Well, sure, but that's just because not everybody on the planet has been burdened with the knowledge that I exist.

Oh, come on...  I'm not that bad.

Easy for me to say.

Look...  I've got a hugely supportive family, I'm obviously very loved by a whole lot of people who aren't even related to me, I've got a lot of friends who would take a bullet for me...  I've made a positive impact on at least a few people's lives or else nobody would give me the time of day, much less house me and feed me.

I...  have a point.

It's pretty useless arguing with me.

But look at me!  I'm a failure.  Nothing is going the way it's supposed to.

How are things "supposed to" go, then?

Well...  Alright, look, don't get smart.  But seriously, I don't have a job --

Wrong. I don't have an income.  I have a job.  I am doing the job God asked me to do by reaching out to the people He has placed in my life.  I've definitely made an impact on those people's lives.

Sure, but Mussolini made an impact on Italy.  Doesn't mean it was good.

I'm surely not comparing myself to a fascist dictator, am I?  Come on.

No, but look, man...  Maybe I'm in the spot I'm in because I've just made so many dumb choices over the last decade that I've lost all context of what a good life is even supposed to be like.

Well, maybe...  But maybe I was led here.  Maybe I'm in a position where I can reach out to people that others can't, or don't, or won't.  Maybe God wants me living the life I'm living because it puts me in a position to reach His lost sheep.

Ugh.  Man.  Maybe...  I dunno.  I just feel like I've got to be making some huge mistake that I just can't see yet.

Well...  Yeah.  I am.  I'm still human.  I'm not going to be not making at least one huge mistake until I become something else.  God is refining me.  Am I strong enough to endure the fire?

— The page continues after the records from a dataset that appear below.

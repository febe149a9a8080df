//! HTTP surface driven through the router without a socket

use axum::{
    body::{to_bytes, Body},
    http::{Method, Request, StatusCode},
    Router,
};
use gateflow::{
    api::AppState,
    config::{EngineConfig, NodesConfig},
    runtime::NoopObserver,
    server::create_router,
    ExecutionEngine, GraphProvider, NodeRegistry,
};
use serde_json::{json, Map, Value};
use std::{sync::Arc, time::Duration};
use tower::ServiceExt;

fn builtins() -> NodeRegistry {
    NodeRegistry::with_builtins(&NodesConfig {
        llm_api_url: "http://127.0.0.1:9/v1/chat/completions".into(),
        llm_model: "test-model".into(),
        llm_api_key: None,
    })
}

fn app() -> Router {
    app_with(builtins())
}

fn app_with(registry: NodeRegistry) -> Router {
    let engine = ExecutionEngine::new(registry, Arc::new(NoopObserver), &EngineConfig::default());
    create_router(AppState {
        provider: Arc::new(GraphProvider::default()),
        engine: Arc::new(engine),
    })
}

async fn send(app: &Router, method: Method, uri: &str, body: Option<Value>) -> (StatusCode, Value) {
    let mut request = Request::builder().method(method).uri(uri);
    let body = match body {
        Some(json) => {
            request = request.header("content-type", "application/json");
            Body::from(json.to_string())
        }
        None => Body::empty(),
    };

    let response = app.clone().oneshot(request.body(body).unwrap()).await.unwrap();
    let status = response.status();
    let bytes = to_bytes(response.into_body(), usize::MAX).await.unwrap();
    let value = if bytes.is_empty() {
        Value::Null
    } else {
        serde_json::from_slice(&bytes).unwrap_or_else(|_| Value::String(String::from_utf8_lossy(&bytes).into()))
    };
    (status, value)
}

fn gated_workflow() -> Value {
    json!({
        "id": "wf-api",
        "name": "api demo",
        "nodes": [
            { "id": "g", "type": "ruleGateNode", "data": { "isEnabled": false } },
            { "id": "x", "type": "dataNode", "data": { "value": 1 }, "parentId": "g" },
            { "id": "s", "type": "dataNode", "data": { "value": "kept" } }
        ],
        "edges": []
    })
}

#[tokio::test]
async fn health_check() {
    let (status, body) = send(&app(), Method::GET, "/healthz", None).await;
    assert_eq!(status, StatusCode::OK);
    assert_eq!(body, json!("ok"));
}

#[tokio::test]
async fn stores_and_runs_workflow() {
    let app = app();

    let (status, _) = send(&app, Method::PUT, "/api/workflow", Some(gated_workflow())).await;
    assert_eq!(status, StatusCode::OK);

    let (status, stored) = send(&app, Method::GET, "/api/workflow", None).await;
    assert_eq!(status, StatusCode::OK);
    assert_eq!(stored["id"], "wf-api");
    assert_eq!(stored["nodes"][1]["parentId"], "g");

    let (status, run) = send(&app, Method::POST, "/api/run", None).await;
    assert_eq!(status, StatusCode::OK);
    assert_eq!(run["status"], "DONE");
    assert_eq!(run["outputs"]["s"], "kept");
    assert_eq!(run["outputs"]["g"], false);
    assert!(run["outputs"].get("x").is_none());
    assert_eq!(run["skipped"], json!(["x"]));
    assert!(run["runId"].as_str().is_some_and(|id| !id.is_empty()));

    let (_, status_body) = send(&app, Method::GET, "/api/status", None).await;
    assert_eq!(status_body["status"], "DONE");
    assert_eq!(status_body["outputs"]["s"], "kept");
    assert_eq!(status_body["lastError"], Value::Null);
}

#[tokio::test]
async fn graph_errors_are_unprocessable() {
    let app = app();
    let cyclic = json!({
        "id": "wf-cycle",
        "name": "cycle",
        "nodes": [
            { "id": "A", "type": "notesNode", "data": {} },
            { "id": "B", "type": "notesNode", "data": {} }
        ],
        "edges": [
            { "id": "e1", "source": "A", "target": "B", "targetHandle": "input" },
            { "id": "e2", "source": "B", "target": "A", "targetHandle": "input" }
        ]
    });
    send(&app, Method::PUT, "/api/workflow", Some(cyclic)).await;

    let (status, body) = send(&app, Method::POST, "/api/run", None).await;
    assert_eq!(status, StatusCode::UNPROCESSABLE_ENTITY);
    assert_eq!(body["kind"], "cycle_detected");
    assert_eq!(body["cycle"].as_array().map(Vec::len), Some(2));

    let (_, status_body) = send(&app, Method::GET, "/api/status", None).await;
    assert_eq!(status_body["status"], "ERROR");
    assert!(status_body["lastError"].as_str().unwrap().contains("cycle"));
}

#[tokio::test]
async fn computation_errors_name_the_node() {
    let app = app();
    let failing = json!({
        "id": "wf-fail",
        "name": "fail",
        "nodes": [
            { "id": "math", "type": "sumDiffNode", "data": { "number1": "x", "number2": "1" } }
        ],
        "edges": []
    });
    send(&app, Method::PUT, "/api/workflow", Some(failing)).await;

    let (status, body) = send(&app, Method::POST, "/api/run", None).await;
    assert_eq!(status, StatusCode::INTERNAL_SERVER_ERROR);
    assert_eq!(body["kind"], "node_computation");
    assert_eq!(body["nodeId"], "math");
}

#[tokio::test]
async fn unknown_node_type_is_rejected() {
    let app = app();
    let unknown = json!({
        "id": "wf-unknown",
        "nodes": [{ "id": "n", "type": "colorInputNode", "data": {} }]
    });
    send(&app, Method::PUT, "/api/workflow", Some(unknown)).await;

    let (status, body) = send(&app, Method::POST, "/api/run", None).await;
    assert_eq!(status, StatusCode::UNPROCESSABLE_ENTITY);
    assert_eq!(body["kind"], "unknown_node_type");
    assert_eq!(body["nodeId"], "n");
}

#[tokio::test]
async fn reset_clears_outputs() {
    let app = app();
    send(&app, Method::PUT, "/api/workflow", Some(gated_workflow())).await;
    send(&app, Method::POST, "/api/run", None).await;

    let (status, body) = send(&app, Method::POST, "/api/reset", None).await;
    assert_eq!(status, StatusCode::OK);
    assert_eq!(body["status"], "IDLE");
    assert_eq!(body["outputs"], json!({}));
}

#[tokio::test]
async fn lists_node_types() {
    let (status, body) = send(&app(), Method::GET, "/api/node-types", None).await;
    assert_eq!(status, StatusCode::OK);
    let types = body.as_array().unwrap();
    assert!(types.contains(&json!("ruleGateNode")));
    assert!(types.contains(&json!("promptLLMNode")));
}

#[tokio::test]
async fn run_survives_dropped_request() {
    let mut registry = builtins();
    registry.register("slowNode", |_inputs: Map<String, Value>| async move {
        tokio::time::sleep(Duration::from_millis(100)).await;
        Ok::<_, anyhow::Error>(json!("finished"))
    });
    let app = app_with(registry);

    let slow = json!({
        "id": "wf-slow",
        "nodes": [{ "id": "slow", "type": "slowNode", "data": {} }]
    });
    send(&app, Method::PUT, "/api/workflow", Some(slow)).await;

    let dropped = tokio::time::timeout(Duration::from_millis(20), send(&app, Method::POST, "/api/run", None)).await;
    assert!(dropped.is_err());

    tokio::time::sleep(Duration::from_millis(300)).await;
    let (_, body) = send(&app, Method::GET, "/api/status", None).await;
    assert_eq!(body["status"], "DONE");
    assert_eq!(body["outputs"]["slow"], "finished");
}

How do I know God is refining me in the first place?  How do I know this fire isn't God telling me I should go somewhere that isn't on fire?

Didn't Jesus say that those who follow Him would suffer for Him?

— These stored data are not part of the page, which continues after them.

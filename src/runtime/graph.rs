/// Petgraph-backed dependency graph
///
/// Turns the flat node/edge lists of a workflow snapshot into the lookups a
/// run needs: adjacency over explicit and implicit edges, the incoming edges
/// of every node in insertion order, and each node's gate parent.

use crate::runtime::error::EngineError;
use crate::workflow::types::{Edge, Node, Workflow};
use petgraph::graph::{DiGraph, NodeIndex};
use petgraph::visit::EdgeRef;
use std::collections::{HashMap, HashSet, VecDeque};

/// Why one node depends on another
#[derive(Debug, Clone, Copy, PartialEq, Eq)]
pub enum DependencyKind {
    /// Explicit data edge drawn in the editor
    Data,
    /// Implicit ordering edge from a gate to a node nested inside it
    Gate,
}

/// Dependency graph for a single run
///
/// Every node of the snapshot is present even when it has no edges, so
/// isolated nodes are still scheduled and executed.
#[derive(Debug)]
pub struct DependencyGraph {
    /// The petgraph DiGraph structure, weighted by dependency kind
    graph: DiGraph<String, DependencyKind>,
    /// Mapping from node ID to graph node index
    node_id_to_index: HashMap<String, NodeIndex>,
    /// Node lookup by ID
    nodes: HashMap<String, Node>,
    /// Node IDs in declaration order
    declared: Vec<String>,
    /// Incoming data edges per target, in edge-list order
    incoming: HashMap<String, Vec<Edge>>,
    /// Child ID -> gate parent ID, only when the parent is a gate
    gate_parent: HashMap<String, String>,
}

impl DependencyGraph {
    /// Build the dependency graph from a workflow snapshot
    ///
    /// Fails on duplicate node IDs and on edges whose endpoints are unknown.
    pub fn build(workflow: &Workflow) -> Result<Self, EngineError> {
        tracing::debug!(
            "Building dependency graph for '{}' ({} nodes, {} edges)",
            workflow.id,
            workflow.nodes.len(),
            workflow.edges.len()
        );

        let mut graph = DiGraph::new();
        let mut node_id_to_index = HashMap::new();
        let mut nodes = HashMap::new();
        let mut declared = Vec::with_capacity(workflow.nodes.len());

        for node in &workflow.nodes {
            if nodes.contains_key(&node.id) {
                return Err(EngineError::DuplicateNodeId(node.id.clone()));
            }
            let index = graph.add_node(node.id.clone());
            node_id_to_index.insert(node.id.clone(), index);
            nodes.insert(node.id.clone(), node.clone());
            declared.push(node.id.clone());
        }

        let mut incoming: HashMap<String, Vec<Edge>> = HashMap::new();
        for edge in &workflow.edges {
            let from = lookup_endpoint(&node_id_to_index, edge, &edge.source)?;
            let to = lookup_endpoint(&node_id_to_index, edge, &edge.target)?;
            graph.add_edge(from, to, DependencyKind::Data);
            incoming
                .entry(edge.target.clone())
                .or_default()
                .push(edge.clone());
        }

        let mut gate_parent = HashMap::new();
        for node in &workflow.nodes {
            let Some(parent_id) = node.parent_id.as_deref() else {
                continue;
            };
            let Some(parent) = nodes.get(parent_id) else {
                continue;
            };
            if !parent.is_gate() {
                continue;
            }

            gate_parent.insert(node.id.clone(), parent_id.to_string());
            let gate_index = node_id_to_index[parent_id];
            let child_index = node_id_to_index[&node.id];
            // An explicit edge already orders the pair
            if graph.find_edge(gate_index, child_index).is_none() {
                graph.add_edge(gate_index, child_index, DependencyKind::Gate);
                tracing::debug!("Implicit gate edge: '{}' -> '{}'", parent_id, node.id);
            }
        }

        Ok(Self {
            graph,
            node_id_to_index,
            nodes,
            declared,
            incoming,
            gate_parent,
        })
    }

    /// Node IDs in declaration order
    pub fn node_ids(&self) -> &[String] {
        &self.declared
    }

    /// Number of nodes
    pub fn len(&self) -> usize {
        self.declared.len()
    }

    pub fn is_empty(&self) -> bool {
        self.declared.is_empty()
    }

    pub fn node(&self, node_id: &str) -> Option<&Node> {
        self.nodes.get(node_id)
    }

    /// Nodes that depend on `node_id` through an explicit or implicit edge
    ///
    /// Returned in edge insertion order. Parallel edges appear once per edge.
    pub fn adjacency(&self, node_id: &str) -> Vec<&str> {
        let Some(&index) = self.node_id_to_index.get(node_id) else {
            return Vec::new();
        };
        // petgraph yields outgoing edges newest first
        let mut targets: Vec<&str> = self
            .graph
            .edges(index)
            .map(|e| self.graph[e.target()].as_str())
            .collect();
        targets.reverse();
        targets
    }

    /// Incoming data edges of `node_id` in edge-list order
    pub fn incoming_edges(&self, node_id: &str) -> &[Edge] {
        self.incoming
            .get(node_id)
            .map(|v| v.as_slice())
            .unwrap_or(&[])
    }

    /// Gate this node is nested in, if its parent is a gate
    pub fn rule_gate_parent(&self, node_id: &str) -> Option<&str> {
        self.gate_parent.get(node_id).map(String::as_str)
    }

    /// Nodes whose `parent_id` is `gate_id`, in declaration order
    pub fn children_of(&self, gate_id: &str) -> Vec<&str> {
        self.declared
            .iter()
            .filter(|id| {
                self.nodes
                    .get(id.as_str())
                    .and_then(|n| n.parent_id.as_deref())
                    == Some(gate_id)
            })
            .map(String::as_str)
            .collect()
    }

    /// All nodes transitively reachable from `node_id` over data edges
    ///
    /// The start node itself is not included.
    pub fn data_reachable_from(&self, node_id: &str) -> Vec<&str> {
        let Some(&start) = self.node_id_to_index.get(node_id) else {
            return Vec::new();
        };

        let mut seen = HashSet::from([start]);
        let mut queue = VecDeque::from([start]);
        let mut reachable = Vec::new();

        while let Some(current) = queue.pop_front() {
            for edge in self.graph.edges(current) {
                if *edge.weight() != DependencyKind::Data {
                    continue;
                }
                let target = edge.target();
                if seen.insert(target) {
                    reachable.push(self.graph[target].as_str());
                    queue.push_back(target);
                }
            }
        }

        reachable
    }
}

fn lookup_endpoint(
    index: &HashMap<String, NodeIndex>,
    edge: &Edge,
    node_id: &str,
) -> Result<NodeIndex, EngineError> {
    index
        .get(node_id)
        .copied()
        .ok_or_else(|| EngineError::UnknownEdgeEndpoint {
            edge_id: edge.id.clone(),
            node_id: node_id.to_string(),
        })
}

Well, yeah, but isn't every other verse in the book of Proverbs about how fools destroy themselves and think they're doing the right thing?  Am I in the spot I'm in because I've chosen to trust God for all I need, or is it just because I'm an idiot?

God makes the wisdom of the world foolishness.  All of the Apostles but John met violent deaths, and John died an old man in exile.  Do I think they had the reliable material comforts that I'm really whining about?

No, but that whole "Hey, my shadow touched a lame guy and now he can walk" kind of thing is a pretty solid indicator that God is a fan of what a dude is doing.  I can't claim that.

No, because that's not my story.  I'm not there.  I'm here.  I have to be what God asked me to be, not what He asked other people to be.

Yeah...  Man.  I hate it when I'm right.

I know, it's hard, but hey, I'm not the only one who deals with that problem.  Tons of people hate it when I'm right, apparently...

Will it ever get better?

Of course!

OK, yeah...  Will it ever get better in this lifetime?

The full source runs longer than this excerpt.